DATASET ENTRIES:
──────

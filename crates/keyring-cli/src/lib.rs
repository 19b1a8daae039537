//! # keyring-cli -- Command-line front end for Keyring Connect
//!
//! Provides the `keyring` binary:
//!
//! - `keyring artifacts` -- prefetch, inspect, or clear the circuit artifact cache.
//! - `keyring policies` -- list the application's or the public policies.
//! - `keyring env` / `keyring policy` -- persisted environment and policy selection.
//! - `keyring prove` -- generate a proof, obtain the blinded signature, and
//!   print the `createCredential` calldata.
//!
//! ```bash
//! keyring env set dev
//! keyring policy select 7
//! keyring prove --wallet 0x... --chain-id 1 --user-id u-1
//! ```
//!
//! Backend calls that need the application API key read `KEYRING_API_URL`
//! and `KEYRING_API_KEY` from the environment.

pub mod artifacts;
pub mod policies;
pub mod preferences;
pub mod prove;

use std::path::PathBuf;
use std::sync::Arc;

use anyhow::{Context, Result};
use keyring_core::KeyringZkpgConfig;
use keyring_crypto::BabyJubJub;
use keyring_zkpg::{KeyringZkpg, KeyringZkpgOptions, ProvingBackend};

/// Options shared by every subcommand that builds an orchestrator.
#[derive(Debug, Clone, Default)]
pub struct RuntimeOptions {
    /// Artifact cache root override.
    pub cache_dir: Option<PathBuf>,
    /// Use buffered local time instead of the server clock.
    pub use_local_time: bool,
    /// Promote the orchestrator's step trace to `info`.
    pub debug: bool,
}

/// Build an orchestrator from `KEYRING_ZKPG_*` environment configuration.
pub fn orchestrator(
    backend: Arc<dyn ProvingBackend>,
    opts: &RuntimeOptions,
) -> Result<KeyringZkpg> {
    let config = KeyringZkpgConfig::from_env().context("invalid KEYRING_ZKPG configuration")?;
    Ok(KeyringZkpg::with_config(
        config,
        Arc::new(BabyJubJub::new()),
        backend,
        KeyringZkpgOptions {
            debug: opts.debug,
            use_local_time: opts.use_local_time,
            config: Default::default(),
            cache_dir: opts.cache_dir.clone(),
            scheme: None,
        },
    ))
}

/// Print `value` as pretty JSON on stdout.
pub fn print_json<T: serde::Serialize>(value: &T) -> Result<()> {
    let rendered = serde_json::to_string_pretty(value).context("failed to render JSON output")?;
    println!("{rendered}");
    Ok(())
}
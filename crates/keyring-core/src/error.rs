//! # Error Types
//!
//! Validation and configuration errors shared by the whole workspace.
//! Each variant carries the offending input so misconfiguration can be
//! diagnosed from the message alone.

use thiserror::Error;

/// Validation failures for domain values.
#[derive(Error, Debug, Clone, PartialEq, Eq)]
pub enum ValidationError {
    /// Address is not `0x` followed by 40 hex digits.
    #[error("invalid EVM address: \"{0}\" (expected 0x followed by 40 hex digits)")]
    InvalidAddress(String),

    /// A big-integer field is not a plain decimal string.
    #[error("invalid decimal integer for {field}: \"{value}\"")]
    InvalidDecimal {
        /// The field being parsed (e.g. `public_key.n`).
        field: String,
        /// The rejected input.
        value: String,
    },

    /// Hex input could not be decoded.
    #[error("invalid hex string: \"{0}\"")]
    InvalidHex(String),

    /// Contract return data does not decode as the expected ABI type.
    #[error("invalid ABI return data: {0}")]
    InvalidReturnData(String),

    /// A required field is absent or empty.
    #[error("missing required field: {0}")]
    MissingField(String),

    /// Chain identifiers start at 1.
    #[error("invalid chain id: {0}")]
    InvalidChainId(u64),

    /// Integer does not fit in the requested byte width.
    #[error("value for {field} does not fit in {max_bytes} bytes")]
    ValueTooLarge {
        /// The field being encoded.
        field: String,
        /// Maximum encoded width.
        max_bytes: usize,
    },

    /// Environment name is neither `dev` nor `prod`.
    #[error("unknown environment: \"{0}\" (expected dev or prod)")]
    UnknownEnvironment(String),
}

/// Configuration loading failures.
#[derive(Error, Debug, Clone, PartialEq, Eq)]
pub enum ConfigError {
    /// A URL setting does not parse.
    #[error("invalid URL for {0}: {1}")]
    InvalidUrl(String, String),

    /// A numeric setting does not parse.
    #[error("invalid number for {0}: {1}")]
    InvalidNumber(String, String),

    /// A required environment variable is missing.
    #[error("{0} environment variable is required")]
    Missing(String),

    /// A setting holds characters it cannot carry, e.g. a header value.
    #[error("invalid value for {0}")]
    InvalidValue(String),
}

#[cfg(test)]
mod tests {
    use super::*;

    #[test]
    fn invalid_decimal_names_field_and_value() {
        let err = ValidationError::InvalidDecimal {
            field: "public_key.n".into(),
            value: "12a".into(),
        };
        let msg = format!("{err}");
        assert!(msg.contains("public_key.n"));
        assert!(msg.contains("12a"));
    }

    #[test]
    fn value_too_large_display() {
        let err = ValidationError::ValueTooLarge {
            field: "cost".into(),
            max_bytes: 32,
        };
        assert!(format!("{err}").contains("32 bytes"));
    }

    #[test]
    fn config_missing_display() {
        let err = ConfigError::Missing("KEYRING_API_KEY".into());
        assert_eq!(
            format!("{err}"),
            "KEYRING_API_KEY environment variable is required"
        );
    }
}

──────

INSTRUCTIONS FOR THE TASK:
From the records above, copy only the lines starting with the line that holds "a header value." and going on through the line that holds "let err = ValidationError::InvalidDecimal", exactly as written.

ANSWER AREA:
    /// A setting holds characters it cannot carry, e.g. a header value.
    #[error("invalid value for {0}")]
    InvalidValue(String),
}

#[cfg(test)]
mod tests {
    use super::*;

    #[test]
    fn invalid_decimal_names_field_and_value() {
        let err = ValidationError::InvalidDecimal {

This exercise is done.